MONITORING OPERATOR STATION CLIENT SOFTWARE
A. Provide a client node software package for each monitoring operator station. The
software shall be similar to the one to be provided at the Administration Building except
it only provides monitoring function and has no access to the plant control system (PLC
Network). The software shall be able to communicate with the primary and backup
WinCC operator stations via Ethernet.
2.2
COMMUNICATION NETWORKS
A. General
1. Fiber optic links shall be provided to connect all Optical switch Modules (OSM) in
a redundant ring configuration. PLC’s and Operator Stations will connect to the
OSM’s via Industrial Twisted Pair (ITP) cables. The fiber optic backbone
communication systems shall use industrial modular components. Provide all
necessary components, power supplies, cables, connectors, and components
necessary for a complete and operable fiber optic communications system. Both the
PLC and the SCADA networks shall use full duplex switched 100Mbaud Industrial
Ethernet TCP/IP and shall incorporate redundancy at the fiber optic backbone level.

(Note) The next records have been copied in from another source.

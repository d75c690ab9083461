// 🏢 Local Catalog - Authoritative rows from the system of record
//
// Relational sources: companies, service groups, vacation calendars,
// contribution accounts. Flat-file exports: worker places, vacation
// balances. Export rows are only kept for companies the database knows.

use crate::catalog::{EntityDescriptor, LocalSource};
use crate::db;
use crate::error::SyncError;
use crate::exports;
use chrono::{Datelike, Utc};
use rusqlite::Connection;
use serde::{Deserialize, Serialize};
use std::collections::{BTreeMap, HashMap, HashSet};
use std::path::{Path, PathBuf};

// ============================================================================
// LOCAL RECORD
// ============================================================================

/// One authoritative row, rebuilt on every reconciliation pass
#[derive(Debug, Clone, PartialEq, Eq, Serialize, Deserialize)]
pub struct LocalRecord {
    pub id: String,
    pub display_value: String,
    #[serde(default)]
    pub extra_fields: BTreeMap<String, String>,
}

impl LocalRecord {
    pub fn new(id: impl Into<String>, display_value: impl Into<String>) -> Self {
        LocalRecord {
            id: id.into(),
            display_value: display_value.into(),
            extra_fields: BTreeMap::new(),
        }
    }

    /// Builder: attach an extra field
    pub fn with_extra(mut self, name: &str, value: impl Into<String>) -> Self {
        self.extra_fields.insert(name.to_string(), value.into());
        self
    }

    pub fn extra(&self, name: &str) -> Option<&str> {
        self.extra_fields.get(name).map(String::as_str)
    }
}

pub trait LocalCatalogProvider {
    /// Full authoritative dataset for one entity kind; any read failure is fatal
    fn list(&self, descriptor: &EntityDescriptor) -> Result<Vec<LocalRecord>, SyncError>;
}

// ============================================================================
// SQLITE + EXPORTS
// ============================================================================

pub struct SqliteLocalCatalog<'a> {
    conn: &'a Connection,
    export_dir: PathBuf,
    calendar_year: i32,
}

impl<'a> SqliteLocalCatalog<'a> {
    pub fn new(conn: &'a Connection, export_dir: impl AsRef<Path>) -> Self {
        SqliteLocalCatalog {
            conn,
            export_dir: export_dir.as_ref().to_path_buf(),
            calendar_year: Utc::now().year(),
        }
    }

    /// Override the calendar year used for vacation calendars
    pub fn with_calendar_year(mut self, year: i32) -> Self {
        self.calendar_year = year;
        self
    }

    /// Company code -> tax id, for every company the database knows
    fn known_companies(&self) -> Result<HashMap<String, Option<String>>, SyncError> {
        let companies =
            db::list_companies(self.conn).map_err(|e| SyncError::source_read("companies", e))?;
        Ok(companies.into_iter().map(|c| (c.code, c.tax_id)).collect())
    }

    fn companies(&self) -> Result<Vec<LocalRecord>, SyncError> {
        let companies =
            db::list_companies(self.conn).map_err(|e| SyncError::source_read("companies", e))?;

        Ok(companies
            .into_iter()
            .map(|c| {
                LocalRecord::new(c.code, c.name)
                    .with_extra("tax_id", c.tax_id.unwrap_or_default())
                    .with_extra("quotation_account", c.quotation_account.unwrap_or_default())
            })
            .collect())
    }

    fn service_groups(&self, service_id: i64) -> Result<Vec<LocalRecord>, SyncError> {
        let groups = db::list_service_groups(self.conn, service_id)
            .map_err(|e| SyncError::source_read(format!("service group {}", service_id), e))?;
        Ok(groups.into_iter().map(|(id, name)| LocalRecord::new(id, name)).collect())
    }

    fn vacation_calendars(&self) -> Result<Vec<LocalRecord>, SyncError> {
        let calendars = db::list_vacation_calendars(self.conn, self.calendar_year)
            .map_err(|e| SyncError::source_read("vacation calendars", e))?;
        Ok(calendars.into_iter().map(|(code, name)| LocalRecord::new(code, name)).collect())
    }

    fn worker_places(&self) -> Result<Vec<LocalRecord>, SyncError> {
        let known = self.known_companies()?;
        let rows = exports::read_worker_places(&self.export_dir)
            .map_err(|e| SyncError::source_read(exports::WORKER_PLACE_EXPORT, e))?;

        Ok(rows
            .into_iter()
            .filter(|r| known.contains_key(r.company.trim()))
            .map(|r| {
                LocalRecord::new(r.worker_place_id(), r.description())
                    .with_extra("company", r.company.trim())
            })
            .collect())
    }

    /// Company account x worker places of that company
    fn contribution_accounts(&self) -> Result<Vec<LocalRecord>, SyncError> {
        let known = self.known_companies()?;
        let accounts = db::list_company_accounts(self.conn)
            .map_err(|e| SyncError::source_read("contribution accounts", e))?;
        let rows = exports::read_worker_places(&self.export_dir)
            .map_err(|e| SyncError::source_read(exports::WORKER_PLACE_EXPORT, e))?;

        let ccc_by_company: HashMap<String, String> = accounts
            .into_iter()
            .filter(|(_, ccc)| !ccc.trim().is_empty())
            .collect();

        let mut seen = HashSet::new();
        let mut records = Vec::new();
        for row in rows {
            let company = row.company.trim();
            let (Some(tax_id), Some(ccc)) = (known.get(company), ccc_by_company.get(company)) else {
                continue;
            };
            let worker_place = row.worker_place_id();
            let id = format!("{}_{}", ccc.trim(), worker_place);
            if !seen.insert(id.clone()) {
                continue;
            }
            records.push(
                LocalRecord::new(id, format!("CCC {} for {}", ccc.trim(), worker_place))
                    .with_extra("tax_id", tax_id.clone().unwrap_or_default()),
            );
        }
        Ok(records)
    }

    fn vacation_balances(&self) -> Result<Vec<LocalRecord>, SyncError> {
        let known = self.known_companies()?;
        let rows = exports::read_vacation_balances(&self.export_dir)
            .map_err(|e| SyncError::source_read(exports::VACATION_BALANCE_EXPORT, e))?;

        let mut seen = HashSet::new();
        Ok(rows
            .into_iter()
            .filter(|r| known.contains_key(r.company.trim()))
            .map(|r| r.identifier())
            .filter(|id| seen.insert(id.clone()))
            .map(|id| LocalRecord::new(id.clone(), id))
            .collect())
    }
}

impl LocalCatalogProvider for SqliteLocalCatalog<'_> {
    fn list(&self, descriptor: &EntityDescriptor) -> Result<Vec<LocalRecord>, SyncError> {
        match &descriptor.local_source {
            LocalSource::Companies => self.companies(),
            LocalSource::ServiceGroup { service_id } => self.service_groups(*service_id),
            LocalSource::VacationCalendars => self.vacation_calendars(),
            LocalSource::ContributionAccounts => self.contribution_accounts(),
            LocalSource::WorkerPlaceExport => self.worker_places(),
            LocalSource::VacationBalanceExport => self.vacation_balances(),
        }
    }
}

// ============================================================================
// STATIC CATALOG
// ============================================================================

/// StaticLocalCatalog - fixed rows per entity name (dry runs, tests)
#[derive(Debug, Clone, Default)]
pub struct StaticLocalCatalog {
    rows: HashMap<String, Vec<LocalRecord>>,
}

impl StaticLocalCatalog {
    pub fn new() -> Self {
        Self::default()
    }

    pub fn with_rows(mut self, entity: &str, rows: Vec<LocalRecord>) -> Self {
        self.rows.insert(entity.to_string(), rows);
        self
    }
}

impl LocalCatalogProvider for StaticLocalCatalog {
    fn list(&self, descriptor: &EntityDescriptor) -> Result<Vec<LocalRecord>, SyncError> {
        self.rows
            .get(&descriptor.name)
            .cloned()
            .ok_or_else(|| SyncError::source_read(&descriptor.name, "no local rows configured"))
    }
}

No user programming shall be required at any level to configure and set up the
redundant network.
B.
Fiber Optic Ethernet Switch Hardware
1. Provide industrially hardened Optical Switch Modules (OSM) as shown on drawing
####. Each switch (OSM) shall be housed in a metal enclosure and shall be rated for
operation from 0-60 degrees Centigrade. Each OSM shall support a redundant Fiber
Optic backbone and up to 6 ports will be provided for device ITP (PLC or SCADA
PC) connection. The power supplies shall operate on 24 VDC. No special
configuration software or hardware shall be required to setup and configure the
OSM. The optical interface module shall incorporate, transmit and receive
indicators. The fiber optic communications system shall operate in full duplex
mode at 100Mbit per second using switch technology at up to 3000 meters distance
between switches. Each ITP connected device (PLC or SCADA PC) may be up to
100 meters from the OSM. Network failover and recovery shall be transparent to the
user and shall occur automatically with no user intervention. The OSM’s shall be as
manufactured by Siemens.
C.
Fiber Optic Cable
1. The fiber optic cable required shall be industry standard 62.5/125 micron glass
cable.
2. Provide a fiber optic termination kit. The termination kit shall include tools and
connectors necessary to repair or replace the fiber optic cable connectors. Provide
one of each different type of connector.